• _WORK INSTRUCTIONS_
Take the data below. Output it exactly from its first line through the line containing "impl Store for".

^^^^^^^^

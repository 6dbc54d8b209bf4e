/**
 * In-Memory Store
 *
 * Keeps every collection in a `HashMap` behind a tokio `RwLock`. Used by the
 * test suite and when no `DATABASE_URL` is configured; data is lost when the
 * process exits.
 */

use std::collections::HashMap;

use async_trait::async_trait;
use tokio::sync::RwLock;
use uuid::Uuid;

use super::{Store, StoreError, USER_EXISTS_MESSAGE};
use crate::shared::{Post, Profile, User};

#[derive(Default)]
pub struct MemoryStore {
    users: RwLock<HashMap<Uuid, User>>,
    /// Keyed by owning user
    profiles: RwLock<HashMap<Uuid, Profile>>,
    posts: RwLock<HashMap<Uuid, Post>>,
}

impl MemoryStore {
    pub fn new() -> Self {
        Self::default()
    }
}

#[async_trait]
impl Store for MemoryStore {
    async fn insert_user(&self, user: &User) -> Result<(), StoreError> {
        let mut users = self.users.write().await;
        if users.values().any(|u| u.email == user.email) {
            return Err(StoreError::Duplicate(USER_EXISTS_MESSAGE.to_string()));
        }
        users.insert(user.id, user.clone());
        Ok(())
    }

    async fn find_user_by_id(&self, id: Uuid) -> Result<Option<User>, StoreError> {
        Ok(self.users.read().await.get(&id).cloned())
    }

    async fn find_user_by_email(&self, email: &str) -> Result<Option<User>, StoreError> {
        Ok(self
            .users
            .read()
            .await
            .values()
            .find(|u| u.email == email)
            .cloned())
    }

    async fn delete_user(&self, id: Uuid) -> Result<Option<User>, StoreError> {
        Ok(self.users.write().await.remove(&id))
    }

    async fn find_profile_by_user(&self, user_id: Uuid) -> Result<Option<Profile>, StoreError> {
        Ok(self.profiles.read().await.get(&user_id).cloned())
    }

    async fn list_profiles(&self) -> Result<Vec<Profile>, StoreError> {
        let mut profiles: Vec<Profile> = self.profiles.read().await.values().cloned().collect();
        profiles.sort_by_key(|p| p.date);
        Ok(profiles)
    }

    async fn save_profile(&self, profile: &Profile) -> Result<(), StoreError> {
        self.profiles
            .write()
            .await
            .insert(profile.user, profile.clone());
        Ok(())
    }

    async fn delete_profile_by_user(&self, user_id: Uuid) -> Result<Option<Profile>, StoreError> {
        Ok(self.profiles.write().await.remove(&user_id))
    }

    async fn list_posts(&self) -> Result<Vec<Post>, StoreError> {
        let mut posts: Vec<Post> = self.posts.read().await.values().cloned().collect();
        posts.sort_by(|a, b| b.date.cmp(&a.date));
        Ok(posts)
    }

    async fn find_post(&self, id: Uuid) -> Result<Option<Post>, StoreError> {
        Ok(self.posts.read().await.get(&id).cloned())
    }

    async fn save_post(&self, post: &Post) -> Result<(), StoreError> {
        self.posts.write().await.insert(post.id, post.clone());
        Ok(())
    }

    async fn delete_post(&self, id: Uuid) -> Result<Option<Post>, StoreError> {
        Ok(self.posts.write().await.remove(&id))
    }

    async fn delete_posts_by_user(&self, user_id: Uuid) -> Result<u64, StoreError> {
        let mut posts = self.posts.write().await;
        let before = posts.len();
        posts.retain(|_, post| post.user != user_id);
        Ok((before - posts.len()) as u64)
    }
}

^^^^^^^^

• _ANSWER FOR THIS EXERCISE_
repository 6dbc54d8b209bf4e
/**
 * In-Memory Store
 *
 * Keeps every collection in a `HashMap` behind a tokio `RwLock`. Used by the
 * test suite and when no `DATABASE_URL` is configured; data is lost when the
 * process exits.
 */

use std::collections::HashMap;

use async_trait::async_trait;
use tokio::sync::RwLock;
use uuid::Uuid;

use super::{Store, StoreError, USER_EXISTS_MESSAGE};
use crate::shared::{Post, Profile, User};

#[derive(Default)]
pub struct MemoryStore {
    users: RwLock<HashMap<Uuid, User>>,
    /// Keyed by owning user
    profiles: RwLock<HashMap<Uuid, Profile>>,
    posts: RwLock<HashMap<Uuid, Post>>,
}

impl MemoryStore {
    pub fn new() -> Self {
        Self::default()
    }
}

#[async_trait]
impl Store for MemoryStore {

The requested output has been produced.